Journal of Southern Medical University ›› 2026, Vol. 46 ›› Issue (3): 693-706.doi: 10.12122/j.issn.1673-4254.2026.03.23

Previous Articles    

Identification of efferocytosis-related genes in osteoarthritis and prediction of traditional Chinese medicines based on bioinformatics and machine learning

Kelin XIANG1(), Xiaoyu ZHANG2, Zhengpeng LI1, Zhiwei XU2, Sujie LIU1, Yuan CHAI2,3()   

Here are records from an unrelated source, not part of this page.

async fn flush_single_page(
    shared: &Shared,
    ptr: &Arc<CachePointer>,
    key: PageKey,
    handle: &Arc<dyn crate::file_io::FileHandle>,
    page_size: usize,
) -> Result<()> {
    let guard = ptr.acquire_shared_buffer();
    let mut copy = shared.pool.acquire(false);
    copy.copy_from_slice(guard.as_slice());
    drop(guard);

    page_format::write_footer(copy.as_mut_slice());

    if let Some(wal) = &shared.wal {
        let (segment, position) = page_format::read_lsn(copy.as_slice());
        let lsn = Lsn::new(segment, position);
        if wal.flushed_lsn().await < lsn {
            wal.flush().await?;
        }
    }

    let offset = (key.page_index as u64) * (page_size as u64);
    if let Err(e) = handle.write(offset, copy.as_slice()).await {
        shared.events.emit_background_exception(&e.to_string());
        shared.pool.release(copy);
        return Err(e);
    }
    shared.pool.release(copy);
    Ok(())
}

#[cfg(test)]
mod tests {
    use super::*;

    #[tokio::test]
    async fn latch_slot_installs_once_and_releases() {
        let slot = LatchSlot::new();
        let (latch_a, installed_a) = slot.existing_or_install();
        assert!(installed_a);
        let (_latch_b, installed_b) = slot.existing_or_install();
        assert!(!installed_b);

        let waiter = {
            let latch = latch_a.clone();
            tokio::spawn(async move { latch.wait().await })
        };
        slot.release();
        waiter.await.unwrap();
    }

    #[tokio::test]
    async fn latch_resets_after_release() {
        let slot = LatchSlot::new();
        let (_latch, installed) = slot.existing_or_install();
        assert!(installed);
        slot.release();
        let (_latch2, installed_again) = slot.existing_or_install();
        assert!(installed_again, "a fresh latch should be installable after release");
    }
}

  1. 1.Guangxi University of Chinese Medicine, Nanning 530001, China
    2.Ruikang Hospital Affiliated to Guangxi University of Chinese Medicine, Nanning 530011, China
    3.Nanjing University of Chinese Medicine, Nanjing 210023, China
  • Received:2025-08-14 Online:2026-03-20 Published:2026-03-26
  • Contact: Yuan CHAI E-mail:xiangkelin1024@163.com;chaizxy@163.com

Abstract:

Objective To screen key genes related to efferocytosis in osteoarthritis (OA) based on bioinformatics and machine learning methods, and explore their diagnostic value, immune microenvironment characteristics, and potential therapeutic targets of traditional Chinese medicines (TCM). Methods OA-related datasets GSE55235, GSE55457, and GSE117999 were obtained from the GEO database. An efferocytosis-related gene set was retrieved from GeneCards. Differential expression analysis was performed to identify OA-related differentially expressed genes (DEGs) and their intersection with efferocytosis-related genes, followed by GO and KEGG enrichment analyses. Three machine learning algorithms (Random Forest, LASSO regression, and SVM) were used to screen feature genes, and their diagnostic efficacy was evaluated using ROC curves. qRT-PCR was used to validate the feature gene expressions in a rat OA model. Immune cell infiltration was analyzed using CIBERSORT, GSEA was used to explore the related pathways, and the Coremine database was utilized to predict TCMs associated with the feature genes. Results A total of 959 OA-related DEGs were identified, including 15 efferocytosis-related genes, which were enriched in leukocyte migration, extracellular matrix, and inflammatory pathways. Machine learning identified 3 feature genes, namely UCP2, EGLN3, and IL1B, which showed good diagnostic performance in both the training (GSE55235) and validation sets (GSE55457 and GSE117999) and varying expression patterns in the mouse models. Immune infiltration analysis showed significant differences in resting mast cells, resting memory CD4⁺ T cells, and activated mast cells between OA patients and healthy controls. The feature genes were closely associated with the adipocytokine signaling pathway, sulfur metabolism, and spliceosome pathway. A total of 100 TCMs were predicted, which were primarily herbs for tonifying deficiency, clearing heat, and promoting blood circulation, such as Lycium barbarum, Epimedium brevicornu, Rehmannia glutinosa, Sophora flavescens, Ligusticum chuanxiong, and Achyranthes bidentata. Conclusion Efferocytosis-related genes play important roles in OA pathogenesis. UCP2, EGLN3, and IL1B have diagnostic value for OA. The predicted TCMs may serve as potential agents for OA prevention and treatment.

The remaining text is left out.